Frank Lampard sempat diragukan saat ditunjuk sebagai manajer Coventry City pada 28 November 2024. Ia datang menggantikan Mark Robins—sosok yang sudah dianggap ikon klub—di tengah ruang ganti yang terbelah dan performa tim yang merosot.
Banyak pihak menilai kehadirannya hanyalah manuver politis dari pemilik klub, Doug King, ketimbang solusi konkret. Namun, nyaris setahun berlalu, Lampard membalikkan semua keraguan itu.
Coventry kini menjelma menjadi salah satu tim paling menarik di Championship. Lampard tak hanya menenangkan ruang ganti, tetapi juga membangkitkan kembali kepercayaan diri para pemain. Di bawah arahannya, The Sky Blues menjelma sebagai kuda hitam berbahaya yang mulai dipandang serius dalam perebutan tiket promosi.
Dari Papan Bawah ke Kandidat Promosi
Saat Lampard datang, Coventry terpuruk di posisi ke-17 klasemen. Namun, ia berhasil membawa tim menutup musim lalu di peringkat kelima dan lolos ke play-off, meski akhirnya disingkirkan Sunderland secara dramatis.
Alih-alih terpukul, kekalahan itu menjadi titik balik. Musim ini, Coventry tampil konsisten dan belum terkalahkan dalam delapan laga awal. Mereka kini bertengger di posisi kedua klasemen, hanya terpaut satu poin dari pemuncak.
Produktivitas menjadi kekuatan utama. Dalam delapan pertandingan, Coventry sudah mencetak 22 gol—delapan lebih banyak dari tim paling produktif berikutnya. Haji Wright tampil tajam dengan 8 gol, Milan van Ewijk menyumbang 5 assist, dan kiper Carl Rushworth telah mengoleksi 4 clean sheet.
Kunci Sukses: Percaya pada Skuad Lama
Berbeda dari banyak klub yang jorjoran di bursa transfer, Lampard memilih membangun pondasi dari pemain-pemain warisan Mark Robins. Rekrutan besar hanya satu: Matt Grimes yang didatangkan dari Swansea seharga £4 juta pada Januari lalu, dan kini menjadi otak permainan di lini tengah.

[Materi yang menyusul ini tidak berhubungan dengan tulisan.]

use chrono::{DateTime, Utc};
use serde::{Deserialize, Serialize, de::DeserializeOwned};

use crate::{AggregateId, Version};

/// Serialized aggregate state at a stream version.
///
/// Loading starts from the snapshot and replays only the events after
/// `version`. A stream keeps at most one snapshot; saving replaces it.
#[derive(Debug, Clone, Serialize, Deserialize)]
pub struct Snapshot {
    pub aggregate_id: AggregateId,
    pub aggregate_type: String,
    pub version: Version,
    pub timestamp: DateTime<Utc>,
    pub state: serde_json::Value,
}

impl Snapshot {
    pub fn new(
        aggregate_id: AggregateId,
        aggregate_type: impl Into<String>,
        version: Version,
        state: serde_json::Value,
    ) -> Self {
        Self {
            aggregate_id,
            aggregate_type: aggregate_type.into(),
            version,
            timestamp: Utc::now(),
            state,
        }
    }

    /// Creates a snapshot from a serializable state.
    pub fn from_state<T: Serialize>(
        aggregate_id: AggregateId,
        aggregate_type: impl Into<String>,
        version: Version,
        state: &T,
    ) -> Result<Self, serde_json::Error> {
        Ok(Self::new(
            aggregate_id,
            aggregate_type,
            version,
            serde_json::to_value(state)?,
        ))
    }

    /// Deserializes the snapshot state into a concrete type.
    pub fn into_state<T: DeserializeOwned>(self) -> Result<T, serde_json::Error> {
        serde_json::from_value(self.state)
    }
}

Selebihnya, Lampard mengandalkan pemain lama yang berhasil diremajakan. Van Ewijk dan Jack Rudoni menolak tawaran dari klub besar karena percaya pada proyek jangka panjang. Victor Torp berkembang jadi gelandang box-to-box andal, sementara Bobby Thomas dan Liam Kitching jadi benteng kokoh di lini belakang.
Di sisi sayap, kecepatan Tatsuhiro Sakamoto dan Brandon Thomas-Asante menambah variasi dalam skema serangan Coventry.
Filosofi Baru: Intensitas, Disiplin, dan Kebersamaan
Lampard menyadari bahwa masalah utama Coventry adalah koordinasi dan intensitas. “Kami terlalu mudah kebobolan, minim tekanan, dan kurang kompak,” ujarnya dalam sebuah wawancara. Fokus utama pun diarahkan pada pembenahan struktur pertahanan dan transisi.
Hasilnya terlihat jelas. Coventry saat ini tercatat sebagai tim dengan jumlah tembakan terbanyak (137) dan peluang tepat sasaran terbanyak (43) di Championship. Bahkan dalam statistik expected goals (xG), mereka unggul jauh dibandingkan pesaing-pesaing utama, membuktikan bahwa peningkatan terjadi secara menyeluruh—bukan hanya di lini serang, tapi juga dari sisi keseimbangan permainan.
Dari Diragukan Jadi Disanjung
Bagi Lampard, proyek ini terasa seperti kesempatan kedua. Setelah kegagalan di Chelsea dan Everton, serta final play-off yang menyakitkan bersama Derby County pada 2019, banyak yang menganggap karier manajerialnya berada di ujung jalan.
Namun kini, narasi itu mulai berubah. Lampard membuktikan dirinya mampu membentuk tim yang kompetitif, efisien, dan solid. Ia tak hanya mengangkat Coventry dari keterpurukan, tapi juga menjadikannya penantang serius tiket otomatis ke Premier League.
Jika konsistensi ini bisa dipertahankan, Coventry tak perlu mengulang drama play-off. Sebuah pencapaian yang nyaris tak terbayangkan ketika Lampard pertama kali menapakkan kaki di klub ini.